[Data items]
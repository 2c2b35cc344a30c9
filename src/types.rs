/// Shared types used across the codebase

use chrono::{DateTime, NaiveDate};
use serde::{Deserialize, Serialize};
use std::fmt;
use std::str::FromStr;

/// Account role; `Admin` passes every ownership check
#[derive(Debug, Clone, Copy, PartialEq, Eq, Default, Serialize, Deserialize)]
#[serde(rename_all = "lowercase")]
pub enum Role {
    #[default]
    User,
    Admin,
}

impl Role {
    pub fn as_str(&self) -> &'static str {
        match self {
            Role::User => "user",
            Role::Admin => "admin",
        }
    }

    pub fn is_admin(&self) -> bool {
        matches!(self, Role::Admin)
    }
}

impl FromStr for Role {
    type Err = String;

    fn from_str(s: &str) -> Result<Self, Self::Err> {
        match s {
            "user" => Ok(Role::User),
            "admin" => Ok(Role::Admin),
            other => Err(format!("Invalid role '{}'", other)),
        }
    }
}

impl fmt::Display for Role {
    fn fmt(&self, f: &mut fmt::Formatter<'_>) -> fmt::Result {
        f.write_str(self.as_str())
    }
}

/// Lifecycle state of a tender
#[derive(Debug, Clone, Copy, PartialEq, Eq, Default, Serialize, Deserialize)]
#[serde(rename_all = "snake_case")]
pub enum TenderStatus {
    #[default]
    Open,
    Closed,
    InProgress,
    Awarded,
}

impl TenderStatus {
    pub const ALL: [TenderStatus; 4] = [
        TenderStatus::Open,
        TenderStatus::Closed,
        TenderStatus::InProgress,
        TenderStatus::Awarded,
    ];

    pub fn as_str(&self) -> &'static str {
        match self {
            TenderStatus::Open => "open",
            TenderStatus::Closed => "closed",
            TenderStatus::InProgress => "in_progress",
            TenderStatus::Awarded => "awarded",
        }
    }
}

impl FromStr for TenderStatus {
    type Err = String;

    fn from_str(s: &str) -> Result<Self, Self::Err> {
        TenderStatus::ALL
            .into_iter()
            .find(|status| status.as_str() == s)
            .ok_or_else(|| format!("Status must be one of open, closed, in_progress, awarded (got '{}')", s))
    }
}

impl fmt::Display for TenderStatus {
    fn fmt(&self, f: &mut fmt::Formatter<'_>) -> fmt::Result {
        f.write_str(self.as_str())
    }
}

/// `{ "success": true }` acknowledgement body
#[derive(Debug, Clone, Copy, PartialEq, Eq, Serialize, Deserialize)]
pub struct SuccessResponse {
    pub success: bool,
}

impl SuccessResponse {
    pub fn ok() -> Self {
        Self { success: true }
    }
}

/// Parses `YYYY-MM-DD`, or an RFC 3339 timestamp truncated to its date.
pub fn parse_date(value: &str) -> Option<NaiveDate> {
    let value = value.trim();
    NaiveDate::parse_from_str(value, "%Y-%m-%d")
        .ok()
        .or_else(|| DateTime::parse_from_rfc3339(value).ok().map(|dt| dt.date_naive()))
}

Work instructions: I'd like the entries above reproduced in full, exactly as they stand.

Solution to this exercise:
repository 2c2b35cc344a30c9
filename src/types.rs
/// Shared types used across the codebase

use chrono::{DateTime, NaiveDate};
use serde::{Deserialize, Serialize};
use std::fmt;
use std::str::FromStr;

/// Account role; `Admin` passes every ownership check
#[derive(Debug, Clone, Copy, PartialEq, Eq, Default, Serialize, Deserialize)]
#[serde(rename_all = "lowercase")]
pub enum Role {
    #[default]
    User,
    Admin,
}

impl Role {
    pub fn as_str(&self) -> &'static str {
        match self {
            Role::User => "user",
            Role::Admin => "admin",
        }
    }

    pub fn is_admin(&self) -> bool {
        matches!(self, Role::Admin)
    }
}

impl FromStr for Role {
    type Err = String;

    fn from_str(s: &str) -> Result<Self, Self::Err> {
        match s {
            "user" => Ok(Role::User),
            "admin" => Ok(Role::Admin),
            other => Err(format!("Invalid role '{}'", other)),
        }
    }
}

impl fmt::Display for Role {
    fn fmt(&self, f: &mut fmt::Formatter<'_>) -> fmt::Result {
        f.write_str(self.as_str())
    }
}

/// Lifecycle state of a tender
#[derive(Debug, Clone, Copy, PartialEq, Eq, Default, Serialize, Deserialize)]
#[serde(rename_all = "snake_case")]
pub enum TenderStatus {
    #[default]
    Open,
    Closed,
    InProgress,
    Awarded,
}

impl TenderStatus {
    pub const ALL: [TenderStatus; 4] = [
        TenderStatus::Open,
        TenderStatus::Closed,
        TenderStatus::InProgress,
        TenderStatus::Awarded,
    ];

    pub fn as_str(&self) -> &'static str {
        match self {
            TenderStatus::Open => "open",
            TenderStatus::Closed => "closed",
            TenderStatus::InProgress => "in_progress",
            TenderStatus::Awarded => "awarded",
        }
    }
}

impl FromStr for TenderStatus {
    type Err = String;

    fn from_str(s: &str) -> Result<Self, Self::Err> {
        TenderStatus::ALL
            .into_iter()
            .find(|status| status.as_str() == s)
            .ok_or_else(|| format!("Status must be one of open, closed, in_progress, awarded (got '{}')", s))
    }
}

impl fmt::Display for TenderStatus {
    fn fmt(&self, f: &mut fmt::Formatter<'_>) -> fmt::Result {
        f.write_str(self.as_str())
    }
}

/// `{ "success": true }` acknowledgement body
#[derive(Debug, Clone, Copy, PartialEq, Eq, Serialize, Deserialize)]
pub struct SuccessResponse {
    pub success: bool,
}

impl SuccessResponse {
    pub fn ok() -> Self {
        Self { success: true }
    }
}

/// Parses `YYYY-MM-DD`, or an RFC 3339 timestamp truncated to its date.
pub fn parse_date(value: &str) -> Option<NaiveDate> {
    let value = value.trim();
    NaiveDate::parse_from_str(value, "%Y-%m-%d")
        .ok()
        .or_else(|| DateTime::parse_from_rfc3339(value).ok().map(|dt| dt.date_naive()))
}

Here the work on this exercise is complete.